• EXERCISE REQUIREMENTS
Identify, in the records below, every line where the string "SqlxOrderRepository" appears, and copy each such line.

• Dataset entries
####

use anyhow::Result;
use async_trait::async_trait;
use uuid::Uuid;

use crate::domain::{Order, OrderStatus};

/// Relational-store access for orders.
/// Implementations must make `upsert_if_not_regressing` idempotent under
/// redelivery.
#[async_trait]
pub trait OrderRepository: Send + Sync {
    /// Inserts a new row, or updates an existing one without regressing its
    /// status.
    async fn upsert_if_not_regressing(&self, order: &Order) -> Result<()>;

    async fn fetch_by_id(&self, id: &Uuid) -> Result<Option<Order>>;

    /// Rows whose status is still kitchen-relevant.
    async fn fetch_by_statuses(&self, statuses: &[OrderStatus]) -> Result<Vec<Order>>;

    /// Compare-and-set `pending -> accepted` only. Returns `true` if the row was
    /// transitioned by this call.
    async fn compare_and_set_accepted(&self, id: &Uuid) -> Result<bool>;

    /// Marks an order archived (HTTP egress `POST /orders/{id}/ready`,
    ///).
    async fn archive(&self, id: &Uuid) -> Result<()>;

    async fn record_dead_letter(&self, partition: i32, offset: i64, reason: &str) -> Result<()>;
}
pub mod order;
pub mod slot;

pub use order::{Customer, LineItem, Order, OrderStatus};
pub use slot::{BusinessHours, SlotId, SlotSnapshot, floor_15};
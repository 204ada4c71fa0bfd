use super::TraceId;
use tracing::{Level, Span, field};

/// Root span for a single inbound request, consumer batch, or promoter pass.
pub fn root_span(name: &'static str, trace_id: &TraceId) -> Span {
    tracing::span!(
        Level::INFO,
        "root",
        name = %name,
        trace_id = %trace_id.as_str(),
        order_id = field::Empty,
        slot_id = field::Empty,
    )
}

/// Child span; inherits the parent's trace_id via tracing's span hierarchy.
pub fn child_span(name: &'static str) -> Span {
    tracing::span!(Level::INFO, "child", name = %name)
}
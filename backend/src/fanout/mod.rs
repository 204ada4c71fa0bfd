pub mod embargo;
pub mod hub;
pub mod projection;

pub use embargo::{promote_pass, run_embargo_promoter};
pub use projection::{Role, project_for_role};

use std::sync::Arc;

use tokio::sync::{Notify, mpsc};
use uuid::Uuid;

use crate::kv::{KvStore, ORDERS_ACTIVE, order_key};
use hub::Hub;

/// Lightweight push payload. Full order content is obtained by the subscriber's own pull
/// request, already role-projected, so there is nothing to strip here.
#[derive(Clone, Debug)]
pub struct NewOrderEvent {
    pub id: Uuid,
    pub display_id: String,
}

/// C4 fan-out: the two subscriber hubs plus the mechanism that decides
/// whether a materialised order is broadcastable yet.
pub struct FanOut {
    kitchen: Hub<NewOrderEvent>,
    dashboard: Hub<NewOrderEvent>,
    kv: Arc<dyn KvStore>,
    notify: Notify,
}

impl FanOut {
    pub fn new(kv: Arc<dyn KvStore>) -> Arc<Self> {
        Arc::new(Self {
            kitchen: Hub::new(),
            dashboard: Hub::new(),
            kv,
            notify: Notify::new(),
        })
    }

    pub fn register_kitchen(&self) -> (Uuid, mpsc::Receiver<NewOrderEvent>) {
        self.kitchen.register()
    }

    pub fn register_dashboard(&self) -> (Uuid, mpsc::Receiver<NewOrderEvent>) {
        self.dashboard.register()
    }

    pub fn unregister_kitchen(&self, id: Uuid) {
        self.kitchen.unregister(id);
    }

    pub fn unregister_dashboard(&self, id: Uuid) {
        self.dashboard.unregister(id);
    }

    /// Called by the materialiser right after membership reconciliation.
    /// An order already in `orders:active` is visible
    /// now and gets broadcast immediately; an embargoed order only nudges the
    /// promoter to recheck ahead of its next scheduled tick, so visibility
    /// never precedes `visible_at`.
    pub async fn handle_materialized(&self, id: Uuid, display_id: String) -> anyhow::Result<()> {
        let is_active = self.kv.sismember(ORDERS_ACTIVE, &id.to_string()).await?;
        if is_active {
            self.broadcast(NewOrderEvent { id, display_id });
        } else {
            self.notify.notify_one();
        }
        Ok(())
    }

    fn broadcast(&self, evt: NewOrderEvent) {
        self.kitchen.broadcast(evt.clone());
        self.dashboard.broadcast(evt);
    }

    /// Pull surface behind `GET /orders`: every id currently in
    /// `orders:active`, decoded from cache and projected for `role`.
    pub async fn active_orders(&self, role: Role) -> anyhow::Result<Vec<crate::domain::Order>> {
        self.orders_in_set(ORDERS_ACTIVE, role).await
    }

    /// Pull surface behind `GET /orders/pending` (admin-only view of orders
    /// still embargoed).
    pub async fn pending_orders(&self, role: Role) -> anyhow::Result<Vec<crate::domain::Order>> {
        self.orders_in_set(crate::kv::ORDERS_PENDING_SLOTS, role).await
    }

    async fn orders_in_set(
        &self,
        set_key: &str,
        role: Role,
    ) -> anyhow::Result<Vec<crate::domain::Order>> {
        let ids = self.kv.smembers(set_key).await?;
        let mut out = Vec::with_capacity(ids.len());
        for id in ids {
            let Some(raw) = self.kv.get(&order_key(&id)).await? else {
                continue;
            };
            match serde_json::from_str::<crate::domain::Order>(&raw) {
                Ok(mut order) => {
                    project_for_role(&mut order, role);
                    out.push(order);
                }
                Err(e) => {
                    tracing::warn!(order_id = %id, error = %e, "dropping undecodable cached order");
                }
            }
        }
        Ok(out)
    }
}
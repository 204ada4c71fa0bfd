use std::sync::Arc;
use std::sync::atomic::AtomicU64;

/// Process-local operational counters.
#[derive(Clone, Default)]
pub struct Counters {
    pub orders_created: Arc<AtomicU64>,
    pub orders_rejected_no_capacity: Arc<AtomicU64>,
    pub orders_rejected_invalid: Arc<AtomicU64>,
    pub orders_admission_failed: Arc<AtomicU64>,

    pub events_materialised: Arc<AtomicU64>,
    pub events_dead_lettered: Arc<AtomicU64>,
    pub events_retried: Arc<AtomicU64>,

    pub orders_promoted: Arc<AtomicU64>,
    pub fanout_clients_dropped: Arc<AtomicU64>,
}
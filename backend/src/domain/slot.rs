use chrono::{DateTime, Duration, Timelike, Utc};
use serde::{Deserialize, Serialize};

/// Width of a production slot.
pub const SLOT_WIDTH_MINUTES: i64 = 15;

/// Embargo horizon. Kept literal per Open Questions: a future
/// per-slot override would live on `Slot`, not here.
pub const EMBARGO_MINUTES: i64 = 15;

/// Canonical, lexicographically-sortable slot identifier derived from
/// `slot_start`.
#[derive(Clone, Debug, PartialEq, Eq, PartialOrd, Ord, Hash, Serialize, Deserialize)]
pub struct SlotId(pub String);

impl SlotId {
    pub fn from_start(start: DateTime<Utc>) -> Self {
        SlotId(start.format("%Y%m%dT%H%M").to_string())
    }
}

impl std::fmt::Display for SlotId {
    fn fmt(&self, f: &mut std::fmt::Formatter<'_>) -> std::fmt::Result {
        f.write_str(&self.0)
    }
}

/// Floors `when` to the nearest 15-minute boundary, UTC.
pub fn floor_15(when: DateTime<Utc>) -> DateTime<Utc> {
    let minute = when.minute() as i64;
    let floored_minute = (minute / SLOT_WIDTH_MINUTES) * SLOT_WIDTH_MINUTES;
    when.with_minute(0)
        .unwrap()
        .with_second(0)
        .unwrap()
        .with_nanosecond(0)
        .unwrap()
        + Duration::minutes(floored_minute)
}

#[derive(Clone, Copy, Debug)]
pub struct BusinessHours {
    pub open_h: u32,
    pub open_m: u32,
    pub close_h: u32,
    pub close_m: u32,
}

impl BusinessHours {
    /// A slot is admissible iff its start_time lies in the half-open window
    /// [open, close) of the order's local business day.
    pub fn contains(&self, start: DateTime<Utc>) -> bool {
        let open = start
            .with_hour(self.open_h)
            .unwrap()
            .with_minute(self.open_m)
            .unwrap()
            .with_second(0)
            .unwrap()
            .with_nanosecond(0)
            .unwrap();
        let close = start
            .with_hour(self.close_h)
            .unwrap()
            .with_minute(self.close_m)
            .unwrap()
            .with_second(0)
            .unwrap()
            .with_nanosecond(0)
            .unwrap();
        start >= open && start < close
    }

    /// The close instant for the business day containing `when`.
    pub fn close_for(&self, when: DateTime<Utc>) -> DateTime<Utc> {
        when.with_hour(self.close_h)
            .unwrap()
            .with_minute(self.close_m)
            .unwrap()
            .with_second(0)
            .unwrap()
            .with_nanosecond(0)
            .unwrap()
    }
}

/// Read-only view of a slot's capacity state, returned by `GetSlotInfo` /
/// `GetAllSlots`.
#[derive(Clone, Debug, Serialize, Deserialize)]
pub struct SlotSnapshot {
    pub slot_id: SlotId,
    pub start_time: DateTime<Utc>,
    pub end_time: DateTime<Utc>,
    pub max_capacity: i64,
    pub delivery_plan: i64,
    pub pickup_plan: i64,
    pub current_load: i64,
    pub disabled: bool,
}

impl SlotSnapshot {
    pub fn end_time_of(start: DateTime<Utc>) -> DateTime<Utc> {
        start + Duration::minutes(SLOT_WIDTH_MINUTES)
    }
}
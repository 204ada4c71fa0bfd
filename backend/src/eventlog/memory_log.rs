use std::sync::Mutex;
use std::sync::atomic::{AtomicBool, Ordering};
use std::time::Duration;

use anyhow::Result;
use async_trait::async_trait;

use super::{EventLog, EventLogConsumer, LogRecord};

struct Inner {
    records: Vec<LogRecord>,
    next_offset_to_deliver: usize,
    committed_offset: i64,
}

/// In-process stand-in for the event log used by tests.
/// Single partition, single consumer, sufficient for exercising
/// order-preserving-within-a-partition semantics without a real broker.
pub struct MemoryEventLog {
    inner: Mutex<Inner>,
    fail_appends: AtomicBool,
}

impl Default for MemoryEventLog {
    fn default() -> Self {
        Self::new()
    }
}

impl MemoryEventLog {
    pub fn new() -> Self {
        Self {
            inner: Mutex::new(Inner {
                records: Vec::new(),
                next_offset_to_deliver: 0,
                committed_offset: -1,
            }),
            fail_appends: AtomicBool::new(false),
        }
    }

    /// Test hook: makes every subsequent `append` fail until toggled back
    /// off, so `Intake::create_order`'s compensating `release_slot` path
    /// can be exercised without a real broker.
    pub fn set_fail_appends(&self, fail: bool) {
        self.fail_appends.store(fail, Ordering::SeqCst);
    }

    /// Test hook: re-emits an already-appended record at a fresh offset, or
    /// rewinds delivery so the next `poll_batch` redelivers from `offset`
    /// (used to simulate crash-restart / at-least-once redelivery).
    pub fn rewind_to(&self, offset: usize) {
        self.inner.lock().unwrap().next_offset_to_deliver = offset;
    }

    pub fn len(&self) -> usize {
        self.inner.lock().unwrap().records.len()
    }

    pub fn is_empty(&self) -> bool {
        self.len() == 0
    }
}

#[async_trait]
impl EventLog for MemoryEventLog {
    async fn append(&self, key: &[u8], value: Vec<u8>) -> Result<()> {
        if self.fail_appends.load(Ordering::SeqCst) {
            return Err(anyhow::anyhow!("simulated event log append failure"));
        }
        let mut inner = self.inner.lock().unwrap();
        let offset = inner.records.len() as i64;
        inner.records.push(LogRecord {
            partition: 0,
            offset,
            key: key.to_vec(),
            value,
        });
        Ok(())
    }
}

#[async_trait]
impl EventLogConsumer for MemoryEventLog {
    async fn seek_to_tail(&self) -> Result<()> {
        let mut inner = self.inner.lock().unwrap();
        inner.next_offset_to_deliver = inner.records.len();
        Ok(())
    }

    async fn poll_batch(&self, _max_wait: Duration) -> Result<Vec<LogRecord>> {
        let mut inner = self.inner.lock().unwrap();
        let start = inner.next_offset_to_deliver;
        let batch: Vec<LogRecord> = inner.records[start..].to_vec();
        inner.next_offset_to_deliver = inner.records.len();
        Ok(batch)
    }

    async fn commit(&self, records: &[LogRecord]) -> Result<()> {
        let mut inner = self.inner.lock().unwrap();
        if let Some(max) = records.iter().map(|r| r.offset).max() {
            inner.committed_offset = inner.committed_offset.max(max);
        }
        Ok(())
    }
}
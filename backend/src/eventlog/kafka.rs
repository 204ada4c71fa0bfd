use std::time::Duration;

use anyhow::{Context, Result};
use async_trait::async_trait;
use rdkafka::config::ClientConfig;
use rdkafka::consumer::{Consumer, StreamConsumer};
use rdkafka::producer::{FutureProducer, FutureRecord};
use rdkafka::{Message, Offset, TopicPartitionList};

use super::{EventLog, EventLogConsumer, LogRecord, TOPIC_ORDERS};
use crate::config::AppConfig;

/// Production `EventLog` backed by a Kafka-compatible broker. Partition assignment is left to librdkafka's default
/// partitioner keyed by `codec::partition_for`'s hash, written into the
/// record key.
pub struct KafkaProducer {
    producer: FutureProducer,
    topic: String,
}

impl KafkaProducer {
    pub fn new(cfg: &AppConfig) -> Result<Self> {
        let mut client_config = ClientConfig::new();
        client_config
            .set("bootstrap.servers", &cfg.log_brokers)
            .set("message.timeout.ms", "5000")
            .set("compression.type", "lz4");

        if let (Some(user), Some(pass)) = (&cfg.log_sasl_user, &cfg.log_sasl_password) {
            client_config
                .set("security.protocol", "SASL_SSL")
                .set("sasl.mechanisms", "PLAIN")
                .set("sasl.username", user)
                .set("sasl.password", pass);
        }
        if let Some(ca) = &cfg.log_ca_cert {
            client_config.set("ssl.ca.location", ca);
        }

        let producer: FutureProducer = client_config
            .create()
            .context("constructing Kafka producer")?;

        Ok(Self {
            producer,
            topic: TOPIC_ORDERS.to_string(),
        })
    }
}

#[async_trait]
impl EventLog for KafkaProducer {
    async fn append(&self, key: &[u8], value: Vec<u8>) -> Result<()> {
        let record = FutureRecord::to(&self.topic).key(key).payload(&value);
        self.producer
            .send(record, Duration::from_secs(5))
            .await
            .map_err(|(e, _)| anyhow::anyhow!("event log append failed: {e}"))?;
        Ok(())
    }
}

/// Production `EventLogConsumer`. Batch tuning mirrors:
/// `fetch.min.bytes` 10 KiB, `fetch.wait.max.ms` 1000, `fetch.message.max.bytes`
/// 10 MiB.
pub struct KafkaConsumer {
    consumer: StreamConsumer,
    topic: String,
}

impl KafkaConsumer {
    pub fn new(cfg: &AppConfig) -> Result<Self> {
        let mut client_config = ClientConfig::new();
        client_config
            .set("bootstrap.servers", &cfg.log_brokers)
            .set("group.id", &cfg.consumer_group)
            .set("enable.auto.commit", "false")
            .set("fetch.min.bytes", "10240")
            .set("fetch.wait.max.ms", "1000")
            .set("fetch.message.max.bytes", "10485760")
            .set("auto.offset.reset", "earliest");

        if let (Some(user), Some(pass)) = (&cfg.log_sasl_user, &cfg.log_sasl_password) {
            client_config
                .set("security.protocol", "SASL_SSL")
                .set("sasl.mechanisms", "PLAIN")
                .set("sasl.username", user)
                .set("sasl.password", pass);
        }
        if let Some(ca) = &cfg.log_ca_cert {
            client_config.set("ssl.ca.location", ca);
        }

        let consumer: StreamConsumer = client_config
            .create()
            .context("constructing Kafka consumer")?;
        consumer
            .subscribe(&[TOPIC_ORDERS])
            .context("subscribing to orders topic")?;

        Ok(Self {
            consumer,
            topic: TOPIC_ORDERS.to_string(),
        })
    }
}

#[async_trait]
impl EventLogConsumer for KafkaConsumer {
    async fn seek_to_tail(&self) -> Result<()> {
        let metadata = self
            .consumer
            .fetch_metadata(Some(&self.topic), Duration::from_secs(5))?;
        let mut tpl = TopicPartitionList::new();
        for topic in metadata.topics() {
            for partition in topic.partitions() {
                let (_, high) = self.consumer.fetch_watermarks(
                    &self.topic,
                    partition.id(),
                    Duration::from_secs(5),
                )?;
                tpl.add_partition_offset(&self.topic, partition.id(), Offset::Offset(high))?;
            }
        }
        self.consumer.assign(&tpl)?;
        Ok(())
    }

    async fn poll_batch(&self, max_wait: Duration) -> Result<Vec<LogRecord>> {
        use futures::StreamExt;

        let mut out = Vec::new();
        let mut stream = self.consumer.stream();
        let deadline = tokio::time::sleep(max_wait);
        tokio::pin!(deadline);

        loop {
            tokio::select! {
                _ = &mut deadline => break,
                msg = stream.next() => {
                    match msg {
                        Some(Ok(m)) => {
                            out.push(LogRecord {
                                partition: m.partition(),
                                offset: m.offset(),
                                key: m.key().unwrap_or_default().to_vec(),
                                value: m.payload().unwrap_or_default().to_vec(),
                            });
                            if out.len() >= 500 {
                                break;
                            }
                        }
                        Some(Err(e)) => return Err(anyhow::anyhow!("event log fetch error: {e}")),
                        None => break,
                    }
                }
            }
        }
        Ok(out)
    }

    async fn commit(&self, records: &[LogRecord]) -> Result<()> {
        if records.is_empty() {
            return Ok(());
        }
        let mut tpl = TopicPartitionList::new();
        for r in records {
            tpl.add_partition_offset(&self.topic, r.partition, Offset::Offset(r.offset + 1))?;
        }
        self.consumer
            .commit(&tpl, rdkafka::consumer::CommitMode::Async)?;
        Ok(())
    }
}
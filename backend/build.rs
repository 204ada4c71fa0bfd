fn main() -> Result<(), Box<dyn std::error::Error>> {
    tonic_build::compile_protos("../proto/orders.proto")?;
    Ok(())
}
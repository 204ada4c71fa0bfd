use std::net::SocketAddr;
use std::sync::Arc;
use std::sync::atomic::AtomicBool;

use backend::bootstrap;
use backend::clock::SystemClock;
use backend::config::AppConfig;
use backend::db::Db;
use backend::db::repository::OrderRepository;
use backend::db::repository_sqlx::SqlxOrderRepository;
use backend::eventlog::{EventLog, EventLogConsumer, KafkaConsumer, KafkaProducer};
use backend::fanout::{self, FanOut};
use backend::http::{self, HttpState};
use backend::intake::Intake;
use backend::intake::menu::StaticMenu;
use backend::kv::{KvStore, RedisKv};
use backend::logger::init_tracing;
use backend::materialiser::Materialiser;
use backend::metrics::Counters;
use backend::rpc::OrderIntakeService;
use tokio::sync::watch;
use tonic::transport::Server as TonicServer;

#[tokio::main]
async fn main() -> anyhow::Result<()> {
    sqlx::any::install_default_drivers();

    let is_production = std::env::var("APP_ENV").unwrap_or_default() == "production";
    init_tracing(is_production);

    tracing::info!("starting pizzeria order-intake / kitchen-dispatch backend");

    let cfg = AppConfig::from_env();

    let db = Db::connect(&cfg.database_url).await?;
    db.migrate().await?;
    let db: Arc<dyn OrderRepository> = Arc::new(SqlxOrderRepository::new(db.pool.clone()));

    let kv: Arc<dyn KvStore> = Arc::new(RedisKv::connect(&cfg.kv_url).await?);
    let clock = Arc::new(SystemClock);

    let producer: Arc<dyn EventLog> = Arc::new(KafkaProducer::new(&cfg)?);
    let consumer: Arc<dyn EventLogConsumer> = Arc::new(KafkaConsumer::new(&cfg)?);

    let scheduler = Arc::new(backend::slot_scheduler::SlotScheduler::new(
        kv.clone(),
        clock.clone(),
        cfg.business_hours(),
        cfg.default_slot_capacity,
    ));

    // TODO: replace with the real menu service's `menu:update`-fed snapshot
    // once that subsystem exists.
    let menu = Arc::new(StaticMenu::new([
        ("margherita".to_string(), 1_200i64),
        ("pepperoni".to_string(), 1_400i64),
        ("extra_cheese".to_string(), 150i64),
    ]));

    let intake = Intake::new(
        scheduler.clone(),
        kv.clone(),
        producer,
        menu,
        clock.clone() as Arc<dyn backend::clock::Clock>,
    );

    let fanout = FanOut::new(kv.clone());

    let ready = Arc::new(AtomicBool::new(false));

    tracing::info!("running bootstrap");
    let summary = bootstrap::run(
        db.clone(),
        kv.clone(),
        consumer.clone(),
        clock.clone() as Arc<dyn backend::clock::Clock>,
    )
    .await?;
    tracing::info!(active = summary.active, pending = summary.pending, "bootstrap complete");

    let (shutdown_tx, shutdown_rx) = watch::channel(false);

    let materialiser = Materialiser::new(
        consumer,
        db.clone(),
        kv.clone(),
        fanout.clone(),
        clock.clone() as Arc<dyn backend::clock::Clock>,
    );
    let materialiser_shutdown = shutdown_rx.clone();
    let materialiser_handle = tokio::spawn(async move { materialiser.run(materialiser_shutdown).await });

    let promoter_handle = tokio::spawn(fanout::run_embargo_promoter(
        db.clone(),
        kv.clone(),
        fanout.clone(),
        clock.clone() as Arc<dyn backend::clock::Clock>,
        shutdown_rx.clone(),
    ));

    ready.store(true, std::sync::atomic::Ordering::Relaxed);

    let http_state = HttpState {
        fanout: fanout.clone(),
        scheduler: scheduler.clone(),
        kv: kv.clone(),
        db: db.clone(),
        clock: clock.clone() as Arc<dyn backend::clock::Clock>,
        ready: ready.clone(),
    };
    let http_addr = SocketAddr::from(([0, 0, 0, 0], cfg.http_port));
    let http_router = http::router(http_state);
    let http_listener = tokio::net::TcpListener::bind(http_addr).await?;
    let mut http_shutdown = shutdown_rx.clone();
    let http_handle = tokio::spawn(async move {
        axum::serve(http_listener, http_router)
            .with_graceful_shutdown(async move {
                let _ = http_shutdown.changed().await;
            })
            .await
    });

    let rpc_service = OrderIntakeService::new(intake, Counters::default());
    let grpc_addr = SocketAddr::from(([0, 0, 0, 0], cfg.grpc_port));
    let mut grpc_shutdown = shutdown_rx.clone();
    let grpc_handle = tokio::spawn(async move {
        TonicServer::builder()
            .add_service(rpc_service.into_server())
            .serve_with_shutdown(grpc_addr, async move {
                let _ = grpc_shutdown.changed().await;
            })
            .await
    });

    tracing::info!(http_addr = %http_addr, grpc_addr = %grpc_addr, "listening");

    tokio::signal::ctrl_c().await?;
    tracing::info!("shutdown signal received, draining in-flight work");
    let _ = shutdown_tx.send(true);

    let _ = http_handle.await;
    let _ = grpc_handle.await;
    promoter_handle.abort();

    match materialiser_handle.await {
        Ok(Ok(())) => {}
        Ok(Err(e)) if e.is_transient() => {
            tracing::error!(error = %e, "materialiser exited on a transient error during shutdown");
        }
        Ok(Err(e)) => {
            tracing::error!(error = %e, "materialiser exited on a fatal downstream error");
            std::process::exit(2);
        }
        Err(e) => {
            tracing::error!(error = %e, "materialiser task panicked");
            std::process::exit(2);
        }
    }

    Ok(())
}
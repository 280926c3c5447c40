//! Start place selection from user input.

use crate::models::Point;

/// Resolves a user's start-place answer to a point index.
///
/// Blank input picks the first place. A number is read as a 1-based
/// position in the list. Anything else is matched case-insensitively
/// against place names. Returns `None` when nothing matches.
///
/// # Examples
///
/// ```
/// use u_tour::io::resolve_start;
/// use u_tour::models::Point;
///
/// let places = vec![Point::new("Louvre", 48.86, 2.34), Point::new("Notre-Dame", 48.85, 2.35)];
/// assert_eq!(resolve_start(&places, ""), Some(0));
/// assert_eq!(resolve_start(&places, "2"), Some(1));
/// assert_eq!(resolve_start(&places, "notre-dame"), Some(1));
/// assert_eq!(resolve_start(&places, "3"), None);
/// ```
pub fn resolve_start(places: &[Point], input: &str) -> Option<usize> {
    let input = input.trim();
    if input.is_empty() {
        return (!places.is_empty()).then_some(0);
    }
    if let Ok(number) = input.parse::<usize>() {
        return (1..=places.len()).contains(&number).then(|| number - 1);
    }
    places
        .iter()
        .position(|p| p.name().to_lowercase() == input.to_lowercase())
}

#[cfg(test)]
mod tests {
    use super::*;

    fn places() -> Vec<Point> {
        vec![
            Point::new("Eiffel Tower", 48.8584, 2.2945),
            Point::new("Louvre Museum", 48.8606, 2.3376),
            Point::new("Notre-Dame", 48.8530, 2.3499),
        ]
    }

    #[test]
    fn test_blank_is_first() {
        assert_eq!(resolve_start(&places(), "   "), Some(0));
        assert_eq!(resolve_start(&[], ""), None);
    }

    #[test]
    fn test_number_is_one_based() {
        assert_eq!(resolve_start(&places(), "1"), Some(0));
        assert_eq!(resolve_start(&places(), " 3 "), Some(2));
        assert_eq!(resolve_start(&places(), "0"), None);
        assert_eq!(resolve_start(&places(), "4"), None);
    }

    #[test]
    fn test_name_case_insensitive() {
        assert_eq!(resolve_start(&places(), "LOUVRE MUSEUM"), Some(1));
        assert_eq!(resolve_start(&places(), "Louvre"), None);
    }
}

####

• OUTPUT
use backend::db::repository_sqlx::SqlxOrderRepository;
    let db: Arc<dyn OrderRepository> = Arc::new(SqlxOrderRepository::new(db.pool.clone()));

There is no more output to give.